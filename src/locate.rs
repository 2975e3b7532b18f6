use crate::catalog::ToolRecord;
use crate::error::{Error, Result};
use crate::platform::PlatformFingerprint;
use glob::Pattern;
use std::path::{Path, PathBuf};
use tracing::{debug, info, trace};
use walkdir::WalkDir;

/// Glob matched against file names: `<stem>*`, plus `.exe` on Windows.
pub fn binary_pattern(tool: &ToolRecord, fp: &PlatformFingerprint) -> String {
    let stem = Pattern::escape(tool.binary_stem());
    format!("{stem}*{}", fp.os.exe_suffix())
}

/// Finds the tool's executable under `root`, at any depth. A file `root`
/// is checked on its own.
pub fn locate(root: &Path, tool: &ToolRecord, fp: &PlatformFingerprint) -> Result<PathBuf> {
    let pattern = binary_pattern(tool, fp);
    let not_found = || Error::BinaryNotFound {
        root: root.to_path_buf(),
        pattern: pattern.clone(),
    };
    let matcher = Pattern::new(&pattern).map_err(|_| not_found())?;
    debug!("Looking for '{pattern}' in '{}'...", root.display());

    let walker = WalkDir::new(root)
        .follow_links(false)
        .sort_by_file_name()
        .into_iter()
        .filter_map(|e| e.ok());
    for entry in walker {
        if !entry.file_type().is_file() {
            continue;
        }
        let name = entry.file_name().to_string_lossy();
        trace!(path = %entry.path().display(), "Checking candidate");
        if matcher.matches(&name) {
            info!("Found {}", entry.path().display());
            return Ok(entry.into_path());
        }
    }
    Err(not_found())
}

#[cfg(test)]
mod tests {
    use super::*;
    use crate::catalog::tests::tool;
    use crate::extract::{extract, tests::write_tar_gz};
    use crate::platform::{ArchWidth, OsFamily, PlatformTag};
    use std::fs;

    fn linux() -> PlatformFingerprint {
        PlatformFingerprint::new(OsFamily::Linux, ArchWidth::Bits64)
    }

    fn windows() -> PlatformFingerprint {
        PlatformFingerprint::new(OsFamily::Windows, ArchWidth::Bits64)
    }

    #[test]
    fn pattern_uses_override_and_suffix() {
        let mut rg = tool("grep", "ripgrep", &[PlatformTag::Win]);
        assert_eq!(binary_pattern(&rg, &linux()), "ripgrep*");
        rg.binary_override_name = Some("rg".into());
        assert_eq!(binary_pattern(&rg, &linux()), "rg*");
        assert_eq!(binary_pattern(&rg, &windows()), "rg*.exe");
    }

    #[test]
    fn finds_binary_in_extracted_tar_gz() {
        let dir = tempfile::tempdir().unwrap();
        let archive = dir.path().join("archive.tar.gz");
        write_tar_gz(&archive, &[("bin/tool", "binary")]);
        let root = extract(&archive).unwrap();
        let found = locate(&root, &tool("x", "tool", &[]), &linux()).unwrap();
        assert_eq!(found, root.join("bin").join("tool"));
    }

    #[test]
    fn finds_deeply_nested_binary() {
        let dir = tempfile::tempdir().unwrap();
        let deep = dir.path().join("a/b/c/d/e");
        fs::create_dir_all(&deep).unwrap();
        fs::write(deep.join("bat-v0.24.0"), b"bin").unwrap();
        fs::write(dir.path().join("README.md"), b"doc").unwrap();
        let found = locate(dir.path(), &tool("cat", "bat", &[]), &linux()).unwrap();
        assert_eq!(found, deep.join("bat-v0.24.0"));
    }

    #[test]
    fn directories_do_not_match() {
        let dir = tempfile::tempdir().unwrap();
        let sub = dir.path().join("exa-v0.10.1");
        fs::create_dir_all(&sub).unwrap();
        fs::write(sub.join("exa"), b"bin").unwrap();
        let found = locate(dir.path(), &tool("ls", "exa", &[]), &linux()).unwrap();
        assert_eq!(found, sub.join("exa"));
    }

    #[test]
    fn windows_requires_exe() {
        let dir = tempfile::tempdir().unwrap();
        fs::write(dir.path().join("fd"), b"elf").unwrap();
        fs::write(dir.path().join("fd.exe"), b"pe").unwrap();
        let found = locate(dir.path(), &tool("find", "fd", &[]), &windows()).unwrap();
        assert_eq!(found, dir.path().join("fd.exe"));
    }

    #[test]
    fn file_root_is_its_own_candidate() {
        let dir = tempfile::tempdir().unwrap();
        let raw = dir.path().join("jq-linux-amd64");
        fs::write(&raw, b"elf").unwrap();
        assert_eq!(locate(&raw, &tool("x", "jq", &[]), &linux()).unwrap(), raw);
    }

    #[test]
    fn missing_binary_names_root_and_pattern() {
        let dir = tempfile::tempdir().unwrap();
        fs::write(dir.path().join("LICENSE"), b"MIT").unwrap();
        match locate(dir.path(), &tool("ls", "exa", &[]), &linux()).unwrap_err() {
            Error::BinaryNotFound { root, pattern } => {
                assert_eq!(root, dir.path());
                assert_eq!(pattern, "exa*");
            }
            other => panic!("unexpected {other}"),
        }
    }
}
use crate::platform::{PlatformOps, ALIAS_MARKER};
use anyhow::Result;
use std::path::{Path, PathBuf};

pub static UNIX_PLATFORM: Unix = Unix;

pub struct Unix;

impl PlatformOps for Unix {
    fn home_dir(&self) -> Option<PathBuf> {
        dirs::home_dir()
    }
    fn bin_dir_candidates(&self) -> Vec<PathBuf> {
        self.home_dir()
            .map(|h| vec![h.join("bin"), h.join(".local").join("bin")])
            .unwrap_or_default()
    }
    fn final_binary_name(&self, base: &str) -> String {
        base.to_string()
    }
    fn alias_file(&self) -> Option<PathBuf> {
        self.home_dir().map(|h| h.join(".aliases"))
    }
    fn alias_line(&self, legacy: &str, target: &Path) -> String {
        format!("alias {legacy}='{}' {ALIAS_MARKER}", target.display())
    }
    fn make_executable(&self, path: &Path) -> Result<()> {
        use std::os::unix::fs::PermissionsExt;
        let mut perms = fs_err::metadata(path)?.permissions();
        perms.set_mode(0o755);
        fs_err::set_permissions(path, perms)?;
        Ok(())
    }
}
use crate::config::Settings;
use crate::error::{Error, Result};
use crate::platform::PlatformTag;
use once_cell::sync::Lazy;
use regex::Regex;
use serde::{Deserialize, Serialize};
use std::collections::HashMap;
use std::time::Duration;
use tracing::{debug, info};

static REPO_URL: Lazy<Regex> = Lazy::new(|| {
    Regex::new(r"^https?://([^/\s]+)/([^/\s]+)/([^/\s]+?)(?:\.git)?/?$").expect("valid regex")
});

/// One legacy/modern tool pair from the catalog.
#[derive(Debug, Clone, PartialEq, Eq, Serialize, Deserialize)]
pub struct ToolRecord {
    #[serde(rename = "unix-tool")]
    pub legacy_name: String,
    #[serde(rename = "modern-tool")]
    pub modern_name: String,
    /// Executable name when it differs from `modern_name`.
    #[serde(rename = "modern-tool-bin", default, skip_serializing_if = "Option::is_none")]
    pub binary_override_name: Option<String>,
    #[serde(rename = "url")]
    pub repository_url: String,
    #[serde(rename = "windows-compatible", default)]
    pub windows_compatible: bool,
    #[serde(rename = "prebuild", default)]
    pub supported_platforms: Vec<PlatformTag>,
    #[serde(default)]
    pub preferred: bool,
}

impl ToolRecord {
    pub fn binary_stem(&self) -> &str {
        self.binary_override_name
            .as_deref()
            .filter(|s| !s.is_empty())
            .unwrap_or(&self.modern_name)
    }

    pub fn supports(&self, tag: PlatformTag) -> bool {
        self.supported_platforms.contains(&tag)
    }

    pub fn repository(&self) -> Result<Repository> {
        Repository::parse(&self.repository_url)
    }
}

/// A forge repository parsed from `https://host/owner/repo`.
#[derive(Debug, Clone, PartialEq, Eq)]
pub struct Repository {
    pub host: String,
    pub owner: String,
    pub name: String,
}

impl Repository {
    pub fn parse(url: &str) -> Result<Self> {
        let caps = REPO_URL
            .captures(url.trim())
            .ok_or_else(|| Error::InvalidRepositoryUrl(url.to_string()))?;
        Ok(Self {
            host: caps[1].to_string(),
            owner: caps[2].to_string(),
            name: caps[3].to_string(),
        })
    }
}

#[derive(Debug, Clone, Default)]
pub struct Catalog {
    pub tools: Vec<ToolRecord>,
}

impl Catalog {
    #[cfg(test)]
    pub fn new(tools: Vec<ToolRecord>) -> Self {
        Self { tools }
    }

    pub fn from_json(data: &str) -> Result<Self> {
        let tools: Vec<ToolRecord> = serde_json::from_str(data)?;
        Ok(Self { tools })
    }

    /// Local catalog file when one is readable, otherwise the remote catalog.
    pub fn load(settings: &Settings) -> Result<Self> {
        if let Some(path) = settings.local_catalog() {
            debug!(path = %path.display(), "Loading local catalog");
            let data = fs_err::read_to_string(&path)?;
            let catalog = Self::from_json(&data)?;
            info!("Collected {} tools from {}", catalog.tools.len(), path.display());
            return Ok(catalog);
        }
        debug!(url = %settings.catalog_url, "Fetching remote catalog");
        let client = reqwest::blocking::Client::builder()
            .user_agent(crate::USER_AGENT)
            .timeout(Duration::from_secs(settings.http_timeout_secs))
            .build()?;
        let data = client
            .get(&settings.catalog_url)
            .send()?
            .error_for_status()?
            .text()?;
        let catalog = Self::from_json(&data)?;
        info!("Collected {} tools from {}", catalog.tools.len(), settings.catalog_url);
        Ok(catalog)
    }

    pub fn search_legacy(&self, name: &str) -> Vec<&ToolRecord> {
        self.tools.iter().filter(|t| t.legacy_name == name).collect()
    }

    pub fn search_modern(&self, name: &str) -> Vec<&ToolRecord> {
        self.tools.iter().filter(|t| t.modern_name == name).collect()
    }

    pub fn find_modern(&self, name: &str) -> Result<&ToolRecord> {
        match self.search_modern(name).as_slice() {
            [] => Err(Error::ToolNotFound(name.to_string())),
            [one] => Ok(*one),
            many => Err(Error::AmbiguousToolName {
                name: name.to_string(),
                count: many.len(),
            }),
        }
    }

    /// The only entry for `name`, or the single preferred one among several.
    pub fn find_legacy(&self, name: &str) -> Result<&ToolRecord> {
        let matches = self.search_legacy(name);
        match matches.as_slice() {
            [] => Err(Error::ToolNotFound(name.to_string())),
            [one] => Ok(*one),
            many => {
                let preferred: Vec<_> = many.iter().filter(|t| t.preferred).collect();
                match preferred.as_slice() {
                    [one] => Ok(**one),
                    _ => Err(Error::AmbiguousToolName {
                        name: name.to_string(),
                        count: many.len(),
                    }),
                }
            }
        }
    }

    /// Every ambiguity in the catalog, one error per offending name.
    pub fn validate(&self) -> Vec<Error> {
        let mut errors = Vec::new();
        let mut modern: HashMap<&str, usize> = HashMap::new();
        let mut legacy: Vec<&str> = Vec::new();
        for t in &self.tools {
            *modern.entry(t.modern_name.as_str()).or_default() += 1;
            if !legacy.contains(&t.legacy_name.as_str()) {
                legacy.push(&t.legacy_name);
            }
        }
        let mut dup_modern: Vec<_> = modern.into_iter().filter(|(_, n)| *n > 1).collect();
        dup_modern.sort();
        for (name, count) in dup_modern {
            errors.push(Error::AmbiguousToolName {
                name: name.to_string(),
                count,
            });
        }
        for name in legacy {
            if let Err(e) = self.find_legacy(name) {
                errors.push(e);
            }
        }
        errors
    }

    /// Entries an install-all run processes, in catalog order. Non-preferred
    /// entries sharing a legacy name with others are left out.
    pub fn batch(&self) -> Vec<&ToolRecord> {
        self.tools
            .iter()
            .filter(|t| {
                let shared = self.tools.iter().filter(|o| o.legacy_name == t.legacy_name).count() > 1;
                if shared && !t.preferred {
                    debug!(
                        "'{}' has several replacements, skipping non-preferred '{}'",
                        t.legacy_name, t.modern_name
                    );
                    return false;
                }
                true
            })
            .collect()
    }
}

#[cfg(test)]
pub(crate) mod tests {
    use super::*;
    use rstest::rstest;

    pub(crate) fn tool(legacy: &str, modern: &str, prebuild: &[PlatformTag]) -> ToolRecord {
        ToolRecord {
            legacy_name: legacy.into(),
            modern_name: modern.into(),
            binary_override_name: None,
            repository_url: format!("https://github.com/someone/{modern}"),
            windows_compatible: true,
            supported_platforms: prebuild.to_vec(),
            preferred: false,
        }
    }

    const SAMPLE: &str = r#"[
        {"unix-tool": "ls", "modern-tool": "exa", "url": "https://github.com/ogham/exa",
         "windows-compatible": false, "prebuild": ["lin", "mac"], "preferred": true},
        {"unix-tool": "ls", "modern-tool": "lsd", "url": "https://github.com/Peltoche/lsd",
         "windows-compatible": true, "prebuild": ["win", "lin", "mac"], "preferred": false},
        {"unix-tool": "grep", "modern-tool": "ripgrep", "modern-tool-bin": "rg",
         "url": "https://github.com/BurntSushi/ripgrep", "windows-compatible": true,
         "prebuild": ["win", "lin", "mac"], "preferred": false},
        {"unix-tool": "cat", "modern-tool": "bat", "url": "https://github.com/sharkdp/bat",
         "windows-compatible": true, "prebuild": ["win", "lin", "mac"]}
    ]"#;

    #[test]
    fn parses_catalog_keys() {
        let c = Catalog::from_json(SAMPLE).unwrap();
        assert_eq!(c.tools.len(), 4);
        let rg = &c.tools[2];
        assert_eq!(rg.legacy_name, "grep");
        assert_eq!(rg.binary_stem(), "rg");
        assert!(rg.supports(PlatformTag::Win));
        assert!(!c.tools[0].supports(PlatformTag::Win));
        assert!(!c.tools[3].preferred);
    }

    #[test]
    fn unknown_platform_tag_is_rejected() {
        let bad = r#"[{"unix-tool": "ls", "modern-tool": "exa", "url": "https://github.com/ogham/exa",
                      "windows-compatible": false, "prebuild": ["bsd"], "preferred": false}]"#;
        assert!(matches!(Catalog::from_json(bad), Err(Error::Json(_))));
    }

    #[test]
    fn find_modern_is_exact() {
        let c = Catalog::from_json(SAMPLE).unwrap();
        assert_eq!(c.find_modern("bat").unwrap().legacy_name, "cat");
        assert!(matches!(c.find_modern("ba"), Err(Error::ToolNotFound(_))));
    }

    #[test]
    fn duplicate_modern_is_ambiguous() {
        let mut c = Catalog::from_json(SAMPLE).unwrap();
        c.tools.push(tool("more", "bat", &[PlatformTag::Lin]));
        assert!(matches!(
            c.find_modern("bat"),
            Err(Error::AmbiguousToolName { count: 2, .. })
        ));
    }

    #[test]
    fn find_legacy_uses_preferred() {
        let c = Catalog::from_json(SAMPLE).unwrap();
        assert_eq!(c.find_legacy("ls").unwrap().modern_name, "exa");
        assert_eq!(c.search_legacy("ls").len(), 2);
    }

    #[test]
    fn find_legacy_without_preferred_is_ambiguous() {
        let c = Catalog::new(vec![
            tool("find", "fd", &[PlatformTag::Lin]),
            tool("find", "fselect", &[PlatformTag::Lin]),
        ]);
        assert!(matches!(
            c.find_legacy("find"),
            Err(Error::AmbiguousToolName { ref name, count: 2 }) if name == "find"
        ));
    }

    #[test]
    fn validate_reports_every_ambiguity() {
        let mut c = Catalog::from_json(SAMPLE).unwrap();
        assert!(c.validate().is_empty());
        c.tools.push(tool("find", "fd", &[]));
        c.tools.push(tool("find", "fselect", &[]));
        c.tools.push(tool("more", "bat", &[]));
        let names: Vec<String> = c
            .validate()
            .into_iter()
            .map(|e| match e {
                Error::AmbiguousToolName { name, .. } => name,
                other => panic!("unexpected {other}"),
            })
            .collect();
        assert_eq!(names, vec!["bat", "find"]);
    }

    #[test]
    fn batch_skips_non_preferred_duplicates() {
        let c = Catalog::from_json(SAMPLE).unwrap();
        let names: Vec<_> = c.batch().iter().map(|t| t.modern_name.as_str()).collect();
        assert_eq!(names, vec!["exa", "ripgrep", "bat"]);
    }

    #[rstest]
    #[case("https://github.com/ogham/exa", "github.com", "ogham", "exa")]
    #[case("https://github.com/ogham/exa/", "github.com", "ogham", "exa")]
    #[case("https://github.com/ogham/exa.git", "github.com", "ogham", "exa")]
    #[case("http://gitlab.com/a/b", "gitlab.com", "a", "b")]
    fn parses_repository_urls(
        #[case] url: &str,
        #[case] host: &str,
        #[case] owner: &str,
        #[case] name: &str,
    ) {
        let r = Repository::parse(url).unwrap();
        assert_eq!((r.host.as_str(), r.owner.as_str(), r.name.as_str()), (host, owner, name));
    }

    #[rstest]
    #[case("github.com/ogham/exa")]
    #[case("https://github.com/ogham")]
    #[case("https://github.com/ogham/exa/releases")]
    #[case("")]
    fn rejects_bad_repository_urls(#[case] url: &str) {
        assert!(matches!(
            Repository::parse(url),
            Err(Error::InvalidRepositoryUrl(_))
        ));
    }
}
━━━
Work instruction:
Copy out every line in the entries above that holds "WalkDir".

Completed task:
use walkdir::WalkDir;
    let walker = WalkDir::new(root)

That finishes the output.